Part 1: Which part of the quadratic formula tells you whether the quadratic equation can be solved by factoring and why?
1. −b
2. b2 − 4ac
3. 2a
Part 2: Create your own quadratic equation. Using complete sentences, and your answer from part 1, determine whether your equation can be solved by factoring.
If b^2 - 4ac is a perfect square, then the roots are rational, and the quadratic can be factored.
b^2 - 4ac ==> this is the discriminant
note: for real numbers a, b and c,,
*if b^2 - 4ac < 0 : 2 imaginary roots
*if b^2 - 4ac = 0 : 1 real and distinct root
*if b^2 - 4ac > 0 : 2 real and distinct roots
Part 1: The part of the quadratic formula that tells you whether the quadratic equation can be solved by factoring is 2. b^2 - 4ac. This is known as the discriminant.
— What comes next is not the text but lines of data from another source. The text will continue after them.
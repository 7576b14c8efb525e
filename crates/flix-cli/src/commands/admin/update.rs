//! Update command implementation.

use anyhow::{Context, Result, bail};
use clap::Args;

use flix_core::types::parse_cast;
use flix_core::{ContentId, ContentKind, ContentPatch};

use crate::context::AppContext;
use crate::output;

#[derive(Args, Debug)]
pub struct UpdateArgs {
    /// Id of the title to edit
    pub id: ContentId,

    #[arg(long = "type", short = 't')]
    pub kind: Option<ContentKind>,

    #[arg(long)]
    pub title: Option<String>,

    #[arg(long)]
    pub slug: Option<String>,

    #[arg(long)]
    pub genre: Option<String>,

    #[arg(long)]
    pub description: Option<String>,

    #[arg(long)]
    pub image: Option<String>,

    #[arg(long)]
    pub watch_url: Option<String>,

    #[arg(long)]
    pub year: Option<i32>,

    /// Rating from 0 to 5
    #[arg(long)]
    pub rating: Option<f64>,

    #[arg(long, conflicts_with = "clear_duration")]
    pub duration: Option<String>,

    /// Remove the running time (e.g., when turning a movie into a series)
    #[arg(long)]
    pub clear_duration: bool,

    #[arg(long, conflicts_with = "clear_seasons")]
    pub seasons: Option<u32>,

    /// Remove the season count
    #[arg(long)]
    pub clear_seasons: bool,

    #[arg(long, conflicts_with = "clear_director")]
    pub director: Option<String>,

    /// Remove the director
    #[arg(long)]
    pub clear_director: bool,

    /// Comma-separated cast list, replacing the current one
    #[arg(long)]
    pub cast: Option<String>,
}

impl UpdateArgs {
    fn to_patch(&self) -> ContentPatch {
        ContentPatch {
            kind: self.kind,
            title: self.title.clone(),
            slug: self.slug.clone(),
            genre: self.genre.clone(),
            description: self.description.clone(),
            image: self.image.clone(),
            watch_url: self.watch_url.clone(),
            year: self.year,
            rating: self.rating,
            duration: clearable(self.duration.clone(), self.clear_duration),
            seasons: clearable(self.seasons, self.clear_seasons),
            director: clearable(self.director.clone(), self.clear_director),
            cast: self.cast.as_deref().map(parse_cast),
        }
    }
}

/// `--field value` sets, `--clear-field` clears, neither leaves it alone.
fn clearable<T>(value: Option<T>, clear: bool) -> Option<Option<T>> {
    if clear { Some(None) } else { value.map(Some) }
}

pub async fn run(args: UpdateArgs, ctx: &AppContext) -> Result<()> {
    let patch = args.to_patch();
    if patch.is_empty() {
        bail!("Nothing to update. Pass at least one field (see --help).");
    }

    let store = ctx.store();
    let known = store.get(args.id).is_some();

    store
        .update(args.id, &patch)
        .context("Failed to update title")?;

    if known {
        output::success(&format!("Updated {}", args.id));
    } else {
        output::success(&format!(
            "Stored patch for {} (no such title in the catalog)",
            args.id
        ));
    }
    Ok(())
}
//! Hardcoded-credential login.
//!
//! This is a stand-in for real authentication: two fixed accounts, no
//! hashing, no expiry. It exists to supply `is_admin` to consumers that
//! gate the content store's mutating operations.

use serde::{Deserialize, Serialize};
use tracing::{info, warn};

use crate::Result;
use crate::error::AuthError;
use crate::traits::Persistence;

/// Storage key holding the logged-in user.
pub const CURRENT_USER_KEY: &str = "currentUser";

/// A logged-in user.
#[derive(Debug, Clone, PartialEq, Eq, Serialize, Deserialize)]
#[serde(rename_all = "camelCase")]
pub struct User {
    pub id: String,
    pub name: String,
    pub email: String,
    pub is_admin: bool,
}

struct Account {
    id: &'static str,
    name: &'static str,
    email: &'static str,
    password: &'static str,
    is_admin: bool,
}

const ACCOUNTS: &[Account] = &[
    Account {
        id: "admin",
        name: "Administrador",
        email: "admin@bahamaflix.com",
        password: "admin123",
        is_admin: true,
    },
    Account {
        id: "user1",
        name: "Usuário",
        email: "user@example.com",
        password: "user123",
        is_admin: false,
    },
];

/// Login state persisted alongside the catalog's modification log.
#[derive(Debug, Clone)]
pub struct Authenticator<P> {
    backend: P,
}

impl<P: Persistence> Authenticator<P> {
    pub fn new(backend: P) -> Self {
        Self { backend }
    }

    /// Check the credentials and remember the user.
    pub fn login(&self, email: &str, password: &str) -> Result<User> {
        let account = ACCOUNTS
            .iter()
            .find(|a| a.email == email && a.password == password)
            .ok_or(AuthError::InvalidCredentials)?;

        let user = User {
            id: account.id.to_string(),
            name: account.name.to_string(),
            email: account.email.to_string(),
            is_admin: account.is_admin,
        };

        self.backend
            .set(CURRENT_USER_KEY, &serde_json::to_string(&user)?)?;

        info!(email = %user.email, admin = user.is_admin, "Logged in");
        Ok(user)
    }

    /// Forget the current user.
    pub fn logout(&self) -> Result<()> {
        self.backend.remove(CURRENT_USER_KEY)
    }

    /// The remembered user. Unreadable state counts as logged out.
    pub fn current_user(&self) -> Option<User> {
        let raw = match self.backend.get(CURRENT_USER_KEY) {
            Ok(raw) => raw?,
            Err(e) => {
                warn!(error = %e, "Could not read login state");
                return None;
            }
        };

        serde_json::from_str(&raw)
            .map_err(|e| warn!(error = %e, "Ignoring malformed login state"))
            .ok()
    }

    pub fn is_logged_in(&self) -> bool {
        self.current_user().is_some()
    }

    pub fn is_admin(&self) -> bool {
        self.current_user().is_some_and(|user| user.is_admin)
    }

    /// The current user, if they are an administrator.
    pub fn require_admin(&self) -> Result<User> {
        match self.current_user() {
            Some(user) if user.is_admin => Ok(user),
            _ => Err(AuthError::NotAdmin.into()),
        }
    }
}
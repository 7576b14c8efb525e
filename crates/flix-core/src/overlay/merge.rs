//! Folding the modification log onto the base catalog.

use crate::types::ContentRecord;

use super::ModificationLog;

/// Compute the effective catalog.
///
/// Patches are applied to base records first, tombstoned base records are
/// then dropped, and added records are appended in stored order. Ids in
/// `removed` or `updated` that match no base record have no effect.
///
/// Pure: neither input is modified and the same inputs always yield the
/// same output.
pub fn merge(base: &[ContentRecord], log: &ModificationLog) -> Vec<ContentRecord> {
    let mut merged = Vec::with_capacity(base.len() + log.added.len());

    for record in base {
        if log.removed.contains(&record.id) {
            continue;
        }
        match log.updated.get(&record.id) {
            Some(patch) => merged.push(record.patched(patch)),
            None => merged.push(record.clone()),
        }
    }

    merged.extend(log.added.iter().cloned());
    merged
}
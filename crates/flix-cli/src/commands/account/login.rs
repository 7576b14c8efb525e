//! Login command implementation.

use anyhow::{Context, Result};
use clap::Args;

use crate::context::AppContext;
use crate::output;

#[derive(Args, Debug)]
pub struct LoginArgs {
    #[arg(long)]
    pub email: String,

    #[arg(long)]
    pub password: String,
}

pub async fn run(args: LoginArgs, ctx: &AppContext) -> Result<()> {
    let user = ctx
        .auth()
        .login(&args.email, &args.password)
        .context("Failed to login")?;

    output::success("Logged in successfully");
    println!();
    output::field("Name", &user.name);
    output::field("Email", &user.email);
    output::field("Admin", if user.is_admin { "yes" } else { "no" });

    Ok(())
}
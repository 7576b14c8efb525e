//! Whoami command implementation.

use anyhow::{Context, Result};
use clap::Args;

use crate::context::AppContext;
use crate::output;

#[derive(Args, Debug)]
pub struct WhoamiArgs {
    /// Output as JSON
    #[arg(long)]
    pub json: bool,
}

pub async fn run(args: WhoamiArgs, ctx: &AppContext) -> Result<()> {
    let user = ctx
        .auth()
        .current_user()
        .context("Not logged in. Run 'bahamaflix account login' first.")?;

    if args.json {
        return output::json_pretty(&user);
    }

    output::field("Name", &user.name);
    output::field("Email", &user.email);
    output::field("Admin", if user.is_admin { "yes" } else { "no" });
    output::field("Data", &ctx.data_dir.display().to_string());

    Ok(())
}
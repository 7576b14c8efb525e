//! Genres command implementation.

use anyhow::Result;
use clap::Args;

use flix_core::ContentKind;
use flix_core::query::{genres, of_kind};

use crate::context::AppContext;
use crate::output;

#[derive(Args, Debug)]
pub struct GenresArgs {
    /// Only genres of this type (movie or series)
    #[arg(long = "type", short = 't')]
    pub kind: Option<ContentKind>,

    /// Output as JSON
    #[arg(long)]
    pub json: bool,
}

pub async fn run(args: GenresArgs, ctx: &AppContext) -> Result<()> {
    let store = ctx.store();
    let catalog = store.catalog();

    let records: Vec<_> = match args.kind {
        Some(kind) => of_kind(&catalog, kind).into_iter().cloned().collect(),
        None => catalog.to_vec(),
    };
    let genres = genres(&records);

    if args.json {
        return output::json(&genres);
    }
    for genre in genres {
        println!("{}", genre);
    }
    Ok(())
}
//! Calibration loading from persisted storage.

use crate::storage::{offsets, CalibrationStore};

use super::axis::{Axis, AXIS_COUNT};
use super::board::{AxisBoardConfig, BoardConfig};
use super::units::MillimetersPerSec;

/// Step interval used when the maximum feedrate degenerates to zero steps per second.
pub const FALLBACK_MIN_STEP_INTERVAL_US: u32 = 500;

/// Direction and endstop polarity of one axis.
#[derive(Debug, Clone, Copy, PartialEq, Eq, Default)]
#[cfg_attr(feature = "defmt", derive(defmt::Format))]
pub struct AxisPolarity {
    /// Reverse the direction line.
    pub invert_axis: bool,
    /// Endstop reads asserted when low. Forced on when the board has no endstops.
    pub invert_endstop: bool,
}

/// Inversion bitmasks decoded into per-axis flags.
#[derive(Debug, Clone, Copy, PartialEq, Eq, Default)]
#[cfg_attr(feature = "defmt", derive(defmt::Format))]
pub struct InversionFlags {
    /// Whether endstop switches are physically present.
    pub endstops_present: bool,
    polarity: [AxisPolarity; AXIS_COUNT],
}

impl InversionFlags {
    /// Decode the persisted axis and endstop inversion bitmasks.
    ///
    /// An absent endstop is a pulled-up line that always reads high, so every axis is treated
    /// as inverted unless [`offsets::ENDSTOPS_PRESENT_BIT`] is set.
    pub fn decode(axes_invert: u8, endstops_invert: u8) -> Self {
        let endstops_present = endstops_invert & offsets::ENDSTOPS_PRESENT_BIT != 0;
        let mut polarity = [AxisPolarity::default(); AXIS_COUNT];
        for axis in Axis::ALL {
            polarity[axis.index()] = AxisPolarity {
                invert_axis: axes_invert & axis.mask() != 0,
                invert_endstop: !endstops_present || endstops_invert & axis.mask() != 0,
            };
        }
        Self {
            endstops_present,
            polarity,
        }
    }

    /// Read and decode both bitmasks from storage. Unset masks read as zero.
    pub fn load<S: CalibrationStore>(store: &S) -> Self {
        let axes_invert = store.read_u8(offsets::AXIS_INVERSION, 0);
        let endstops_invert = store.read_u8(offsets::ENDSTOP_INVERSION, 0);
        Self::decode(axes_invert, endstops_invert)
    }

    /// Polarity of one axis.
    #[inline]
    pub fn polarity(&self, axis: Axis) -> AxisPolarity {
        self.polarity[axis.index()]
    }
}

/// Calibration values of one axis.
#[derive(Debug, Clone, Copy, PartialEq, Default)]
#[cfg_attr(feature = "defmt", derive(defmt::Format))]
pub struct AxisCalibration {
    /// Steps per millimeter.
    pub steps_per_mm: f32,
    /// Maximum feedrate.
    pub max_feedrate: MillimetersPerSec,
    /// Minimum microseconds between steps at maximum feedrate.
    pub min_step_interval: u32,
    /// Axis length in millimeters.
    pub length_mm: u32,
    /// Home position offset in steps.
    pub home_position_steps: i32,
}

impl AxisCalibration {
    /// Read one axis from storage, falling back to the board defaults.
    pub fn load<S: CalibrationStore>(store: &S, axis: Axis, defaults: &AxisBoardConfig) -> Self {
        let steps_per_mm = store.read_u32(
            offsets::for_axis(offsets::AXIS_STEPS_PER_MM, axis),
            defaults.steps_per_mm_scaled(),
        ) as f32
            / offsets::STEPS_PER_MM_SCALE;

        let max_feedrate = MillimetersPerSec::from_per_minute(store.read_u32(
            offsets::for_axis(offsets::AXIS_MAX_FEEDRATES, axis),
            defaults.max_feedrate_mm_per_min,
        ) as f32);

        let length_mm = store.read_u32(
            offsets::for_axis(offsets::AXIS_LENGTHS, axis),
            defaults.length_mm,
        );

        let home_position_steps =
            store.read_u32(offsets::for_axis(offsets::AXIS_HOME_POSITIONS_STEPS, axis), 0) as i32;

        let min_step_interval = min_step_interval(steps_per_mm, max_feedrate);
        if min_step_interval == FALLBACK_MIN_STEP_INTERVAL_US {
            warn!("axis {}: degenerate max feedrate, using fallback step interval", axis);
        }

        Self {
            steps_per_mm,
            max_feedrate,
            min_step_interval,
            length_mm,
            home_position_steps,
        }
    }
}

/// Minimum microseconds per step: `1_000_000 / (steps_per_mm * max_feedrate)`.
///
/// Falls back to [`FALLBACK_MIN_STEP_INTERVAL_US`] when the step rate truncates to zero.
pub fn min_step_interval(steps_per_mm: f32, max_feedrate: MillimetersPerSec) -> u32 {
    let steps_per_sec = (steps_per_mm * max_feedrate.value()) as u32;
    if steps_per_sec == 0 {
        FALLBACK_MIN_STEP_INTERVAL_US
    } else {
        1_000_000 / steps_per_sec
    }
}

/// Everything read from storage on a hard reset.
#[derive(Debug, Clone, Copy, PartialEq, Default)]
pub struct Calibration {
    /// Decoded polarity flags.
    pub inversion: InversionFlags,
    /// Emergency stop enabled (only read on boards that support it).
    pub pstop_enabled: bool,
    axes: [AxisCalibration; AXIS_COUNT],
}

impl Calibration {
    /// Load the full calibration set for a board.
    pub fn load<S: CalibrationStore>(store: &S, board: &BoardConfig) -> Self {
        let inversion = InversionFlags::load(store);
        let pstop_enabled =
            board.pstop.is_some() && store.read_u8(offsets::PSTOP_ENABLE, 0) == 1;

        let mut axes = [AxisCalibration::default(); AXIS_COUNT];
        for (axis, defaults) in board.axes.iter() {
            axes[axis.index()] = AxisCalibration::load(store, axis, defaults);
        }

        debug!(
            "calibration loaded: endstops_present={} pstop={}",
            inversion.endstops_present, pstop_enabled
        );

        Self {
            inversion,
            pstop_enabled,
            axes,
        }
    }

    /// Calibration of one axis.
    #[inline]
    pub fn axis(&self, axis: Axis) -> &AxisCalibration {
        &self.axes[axis.index()]
    }
}

#[cfg(test)]
mod tests {
    use super::*;
    use crate::storage::EepromImage;

    #[test]
    fn test_endstops_absent_forces_inversion() {
        let flags = InversionFlags::decode(0, 0b0000_0010);
        assert!(!flags.endstops_present);
        for axis in Axis::ALL {
            assert!(flags.polarity(axis).invert_endstop);
        }
    }

    #[test]
    fn test_endstops_present_uses_bits() {
        let flags = InversionFlags::decode(0b0000_0101, 0b1000_0010);
        assert!(flags.endstops_present);
        assert!(!flags.polarity(Axis::X).invert_endstop);
        assert!(flags.polarity(Axis::Y).invert_endstop);
        assert!(!flags.polarity(Axis::Z).invert_endstop);

        assert!(flags.polarity(Axis::X).invert_axis);
        assert!(!flags.polarity(Axis::Y).invert_axis);
        assert!(flags.polarity(Axis::Z).invert_axis);
    }

    #[test]
    fn test_min_step_interval() {
        // 100 steps/mm at 50 mm/s = 5000 steps/s -> 200us
        assert_eq!(min_step_interval(100.0, MillimetersPerSec(50.0)), 200);
        assert_eq!(min_step_interval(100.0, MillimetersPerSec(0.0)), FALLBACK_MIN_STEP_INTERVAL_US);
        assert_eq!(min_step_interval(0.5, MillimetersPerSec(1.0)), FALLBACK_MIN_STEP_INTERVAL_US);
    }

    #[test]
    fn test_load_uses_defaults_when_erased() {
        let board = BoardConfig::replicator();
        let image: EepromImage = EepromImage::new();
        let cal = AxisCalibration::load(&image, Axis::Z, &board.axes.z);

        assert!((cal.steps_per_mm - 400.0).abs() < 1e-3);
        assert!((cal.max_feedrate.value() - 19.5).abs() < 1e-3);
        assert_eq!(cal.length_mm, 155);
        assert_eq!(cal.home_position_steps, 0);
    }

    #[test]
    fn test_load_prefers_stored_values() {
        let board = BoardConfig::replicator();
        let mut image: EepromImage = EepromImage::new();
        image
            .write_u32(offsets::for_axis(offsets::AXIS_STEPS_PER_MM, Axis::X), 100_000_000)
            .unwrap();
        image
            .write_u32(offsets::for_axis(offsets::AXIS_MAX_FEEDRATES, Axis::X), 6000)
            .unwrap();
        image
            .write_u32(offsets::for_axis(offsets::AXIS_LENGTHS, Axis::X), 200)
            .unwrap();

        let cal = AxisCalibration::load(&image, Axis::X, &board.axes.x);
        assert!((cal.steps_per_mm - 100.0).abs() < 1e-4);
        assert!((cal.max_feedrate.value() - 100.0).abs() < 1e-4);
        assert_eq!(cal.length_mm, 200);
        // 100 steps/mm * 100 mm/s = 10000 steps/s
        assert_eq!(cal.min_step_interval, 100);
    }

    #[test]
    fn test_pstop_flag_requires_board_support() {
        let mut image: EepromImage = EepromImage::new();
        image.write_u8(offsets::PSTOP_ENABLE, 1).unwrap();

        let plain = Calibration::load(&image, &BoardConfig::replicator());
        assert!(!plain.pstop_enabled);

        let board = BoardConfig::replicator().with_pstop(crate::port::Signal::pin(3));
        let with_pstop = Calibration::load(&image, &board);
        assert!(with_pstop.pstop_enabled);
    }
}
The discriminant is the expression under the square root (√) sign in the quadratic formula. It determines the nature of the solutions to the quadratic equation.
If the discriminant is greater than 0 (positive), then the quadratic equation has two distinct real solutions and can be solved by factoring.
If the discriminant is equal to 0, then the quadratic equation has one real solution (also known as a double root) and can still be solved by factoring.
If the discriminant is less than 0 (negative), then the quadratic equation has no real solutions and cannot be solved by factoring.
Part 2: Let's create a quadratic equation. For example, let's say our quadratic equation is 2x^2 + 5x + 3 = 0.
Now, let's determine whether this equation can be solved by factoring. To do that, we need to calculate the discriminant, which is b^2 - 4ac. In this case, a = 2, b = 5, and c = 3.
Substituting these values into the discriminant formula, we get: (5^2) - 4(2)(3) = 25 - 24 = 1.
Since the discriminant is greater than 0 (1 > 0), the equation has two distinct real solutions and can indeed be solved by factoring.